- **ABOUT THIS TASK**: When scanning the data, count every line with "BeliefError" in it, and report only the resulting number.

- **PROVIDED INFORMATION**:
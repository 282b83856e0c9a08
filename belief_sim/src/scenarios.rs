//! Tracking scenarios for the simulation harness.

use belief_core::{Coord, GridShape};
use std::fmt;

use crate::layout::{CellCode, WorldLayout};

/// Scenario identifiers
#[derive(Debug, Clone, Copy, PartialEq, Eq)]
pub enum ScenarioId {
    /// BEL-001: Hidden particle revealed where it is
    Confirmation,

    /// BEL-002: Hidden particle ruled out of the only other cell
    Absence,

    /// BEL-003: One of two hidden particles removed
    Deletion,

    /// BEL-004: Two particles wandering under corner cameras
    RandomWalk,

    /// BEL-005: Five particles on a small grid, ensemble at its limit
    Crowded,

    /// BEL-006: Particles walking a walled corridor
    ObstacleCourse,
}

/// A user action replayed by the runner before random steps begin.
#[derive(Debug, Clone, Copy, PartialEq, Eq)]
pub enum Action {
    ToggleParticle(Coord),
    ToggleRock(Coord),
    ToggleVisible(Coord),
    Step,
}

impl fmt::Display for Action {
    fn fmt(&self, f: &mut fmt::Formatter<'_>) -> fmt::Result {
        match self {
            Action::ToggleParticle(cell) => write!(f, "toggle particle {}", cell),
            Action::ToggleRock(cell) => write!(f, "toggle rock {}", cell),
            Action::ToggleVisible(cell) => write!(f, "toggle visible {}", cell),
            Action::Step => write!(f, "step"),
        }
    }
}

/// Everything the runner needs to execute one scenario.
#[derive(Debug, Clone)]
pub struct ScenarioPlan {
    /// Initial world
    pub layout: WorldLayout,

    /// Scripted actions applied after the layout
    pub actions: Vec<Action>,

    /// Random time steps after the script
    pub random_steps: usize,

    /// Highest acceptable final Brier score, if the outcome is exact enough to bound
    pub max_brier: Option<f64>,
}

impl ScenarioPlan {
    /// A plan that only walks a loaded world forward.
    pub fn from_layout(layout: WorldLayout, random_steps: usize) -> Self {
        Self {
            layout,
            actions: Vec::new(),
            random_steps,
            max_brier: None,
        }
    }
}

impl ScenarioId {
    /// Returns a list of all scenarios.
    pub fn all() -> Vec<ScenarioId> {
        vec![
            ScenarioId::Confirmation,
            ScenarioId::Absence,
            ScenarioId::Deletion,
            ScenarioId::RandomWalk,
            ScenarioId::Crowded,
            ScenarioId::ObstacleCourse,
        ]
    }

    /// Returns the scenario name.
    pub fn name(&self) -> &'static str {
        match self {
            ScenarioId::Confirmation => "confirmation",
            ScenarioId::Absence => "absence",
            ScenarioId::Deletion => "deletion",
            ScenarioId::RandomWalk => "random_walk",
            ScenarioId::Crowded => "crowded",
            ScenarioId::ObstacleCourse => "obstacle_course",
        }
    }

    /// Returns a description of the scenario.
    pub fn description(&self) -> &'static str {
        match self {
            ScenarioId::Confirmation => "1x2 grid, hidden particle, its cell is revealed",
            ScenarioId::Absence => "1x2 grid, hidden particle, the empty cell is revealed",
            ScenarioId::Deletion => "1x3 grid, two hidden particles, one removed, middle revealed",
            ScenarioId::RandomWalk => "4x4 grid, 2 particles, 4 corner cameras, random walk",
            ScenarioId::Crowded => "3x3 grid, 5 particles, center camera, random walk",
            ScenarioId::ObstacleCourse => "5x5 grid, rock walls, 3 particles, corridor cameras",
        }
    }

    /// True if the final belief is exactly determined by the script.
    pub fn is_scripted(&self) -> bool {
        matches!(
            self,
            ScenarioId::Confirmation | ScenarioId::Absence | ScenarioId::Deletion
        )
    }

    /// Builds the plan; `steps` sets the random walk length of open-ended scenarios.
    pub fn plan(&self, steps: usize) -> ScenarioPlan {
        let c = Coord::new;
        match self {
            ScenarioId::Confirmation => ScenarioPlan {
                layout: WorldLayout::empty(self.name(), GridShape::new(1, 2)),
                actions: vec![
                    Action::ToggleParticle(c(0, 0)),
                    Action::ToggleVisible(c(0, 0)),
                ],
                random_steps: 0,
                max_brier: Some(1e-12),
            },
            ScenarioId::Absence => ScenarioPlan {
                layout: WorldLayout::empty(self.name(), GridShape::new(1, 2)),
                actions: vec![
                    Action::ToggleParticle(c(0, 0)),
                    Action::ToggleVisible(c(0, 1)),
                ],
                random_steps: 0,
                max_brier: Some(1e-12),
            },
            ScenarioId::Deletion => ScenarioPlan {
                layout: WorldLayout::empty(self.name(), GridShape::new(1, 3)),
                actions: vec![
                    Action::ToggleParticle(c(0, 0)),
                    Action::ToggleParticle(c(0, 2)),
                    Action::ToggleParticle(c(0, 0)),
                    Action::ToggleVisible(c(0, 1)),
                ],
                random_steps: 0,
                // The survivor is split evenly between the two hidden cells.
                max_brier: Some(1.0 / 6.0 + 1e-9),
            },
            ScenarioId::RandomWalk => ScenarioPlan::from_layout(
                WorldLayout::empty(self.name(), GridShape::new(4, 4))
                    .with_cell(c(1, 1), CellCode::Particle)
                    .with_cell(c(2, 2), CellCode::Particle)
                    .with_cell(c(0, 0), CellCode::Visible)
                    .with_cell(c(0, 3), CellCode::Visible)
                    .with_cell(c(3, 0), CellCode::Visible)
                    .with_cell(c(3, 3), CellCode::Visible),
                steps,
            ),
            ScenarioId::Crowded => ScenarioPlan::from_layout(
                [(0, 0), (0, 2), (1, 0), (2, 1), (2, 2)]
                    .into_iter()
                    .fold(WorldLayout::empty(self.name(), GridShape::new(3, 3)), |layout, (r, col)| {
                        layout.with_cell(c(r, col), CellCode::Particle)
                    })
                    .with_cell(c(1, 1), CellCode::Visible),
                steps,
            ),
            ScenarioId::ObstacleCourse => {
                let walls = [(1, 1), (1, 2), (1, 3), (3, 1), (3, 2), (3, 3)];
                let layout = walls
                    .into_iter()
                    .fold(WorldLayout::empty(self.name(), GridShape::new(5, 5)), |layout, (r, col)| {
                        layout.with_cell(c(r, col), CellCode::Rock)
                    })
                    .with_cell(c(0, 0), CellCode::Particle)
                    .with_cell(c(2, 2), CellCode::Particle)
                    .with_cell(c(4, 4), CellCode::Particle)
                    .with_cell(c(2, 0), CellCode::Visible)
                    .with_cell(c(2, 4), CellCode::Visible);
                ScenarioPlan::from_layout(layout, steps)
            }
        }
    }
}

impl fmt::Display for ScenarioId {
    fn fmt(&self, f: &mut fmt::Formatter<'_>) -> fmt::Result {
        write!(f, "{}", self.name())
    }
}

impl std::str::FromStr for ScenarioId {
    type Err = String;

    fn from_str(s: &str) -> Result<Self, Self::Err> {
        match s.to_lowercase().as_str() {
            "confirmation" | "bel-001" => Ok(ScenarioId::Confirmation),
            "absence" | "bel-002" => Ok(ScenarioId::Absence),
            "deletion" | "bel-003" => Ok(ScenarioId::Deletion),
            "random_walk" | "randomwalk" | "bel-004" => Ok(ScenarioId::RandomWalk),
            "crowded" | "bel-005" => Ok(ScenarioId::Crowded),
            "obstacle_course" | "obstaclecourse" | "bel-006" => Ok(ScenarioId::ObstacleCourse),
            _ => Err(format!("Unknown scenario: {}", s)),
        }
    }
}

#[cfg(test)]
mod tests {
    use super::*;

    #[test]
    fn test_names_parse_back() {
        for scenario in ScenarioId::all() {
            assert_eq!(scenario.name().parse::<ScenarioId>(), Ok(scenario));
            assert_eq!(scenario.to_string(), scenario.name());
        }
        assert_eq!("BEL-004".parse::<ScenarioId>(), Ok(ScenarioId::RandomWalk));
        assert!("split_brain".parse::<ScenarioId>().is_err());
    }

    #[test]
    fn test_scripted_plans_take_no_random_steps() {
        for scenario in ScenarioId::all() {
            let plan = scenario.plan(30);
            if scenario.is_scripted() {
                assert_eq!(plan.random_steps, 0);
                assert!(plan.max_brier.is_some());
            } else {
                assert_eq!(plan.random_steps, 30);
                assert!(plan.actions.is_empty());
            }
        }
    }

    #[test]
    fn test_obstacle_course_layout() {
        let plan = ScenarioId::ObstacleCourse.plan(10);
        assert_eq!(plan.layout.code_at(Coord::new(1, 2)), CellCode::Rock);
        assert_eq!(plan.layout.code_at(Coord::new(2, 2)), CellCode::Particle);
        assert_eq!(plan.layout.code_at(Coord::new(2, 4)), CellCode::Visible);
    }
}
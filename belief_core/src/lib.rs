//! Belief Core - Multi-Hypothesis Tracking of Indistinguishable Particles
//!
//! Tracks where an unknown number of identical particles may be on a grid
//! from partial, noiseless observations:
//! 1. **Belief Field**: one particle's probability over every cell
//! 2. **Hypothesis**: a weighted, self-consistent set of fields
//! 3. **Ensemble**: at most `MAX_HYPOTHESES` weighted hypotheses, kept bounded
//!    by deduplication, information ranking and similarity-based dissolving

pub mod belief_field;
pub mod canonical;
pub mod ensemble;
pub mod error;
pub mod grid;
pub mod hypothesis;
pub mod metrics;
pub mod selection;

// Re-export key types for convenience
pub use belief_field::BeliefField;
pub use ensemble::{Ensemble, EnsembleConfig, MAX_HYPOTHESES};
pub use error::BeliefError;
pub use grid::{Coord, GridShape, Topology};
pub use hypothesis::Hypothesis;
pub use metrics::EnsembleMetrics;
//! Errors raised by the simulation harness.

use belief_core::{BeliefError, Coord};
use thiserror::Error;

#[derive(Debug, Error)]
pub enum SimError {
    #[error("Belief update rejected: {0}")]
    Belief(#[from] BeliefError),

    #[error("Unknown scenario '{0}' (available: confirmation, absence, deletion, random_walk, crowded, obstacle_course, all)")]
    UnknownScenario(String),

    #[error("World '{0}' not found in layout file")]
    UnknownWorld(String),

    #[error("Unknown cell code {code} at x={x}, y={y}")]
    InvalidCellCode { x: u64, y: u64, code: u64 },

    #[error("Layout cell x={x}, y={y} is outside the {height}x{width} board")]
    LayoutOutOfBounds {
        x: u64,
        y: u64,
        height: usize,
        width: usize,
    },

    #[error("Layout '{0}' has an empty board")]
    EmptyLayout(String),

    #[error("Cell {0} is a rock")]
    Blocked(Coord),

    #[error("Cell {0} holds a particle")]
    Occupied(Coord),

    #[error("I/O error: {0}")]
    Io(#[from] std::io::Error),

    #[error("Malformed JSON: {0}")]
    Json(#[from] serde_json::Error),
}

- **TASK RESPONSE**: 3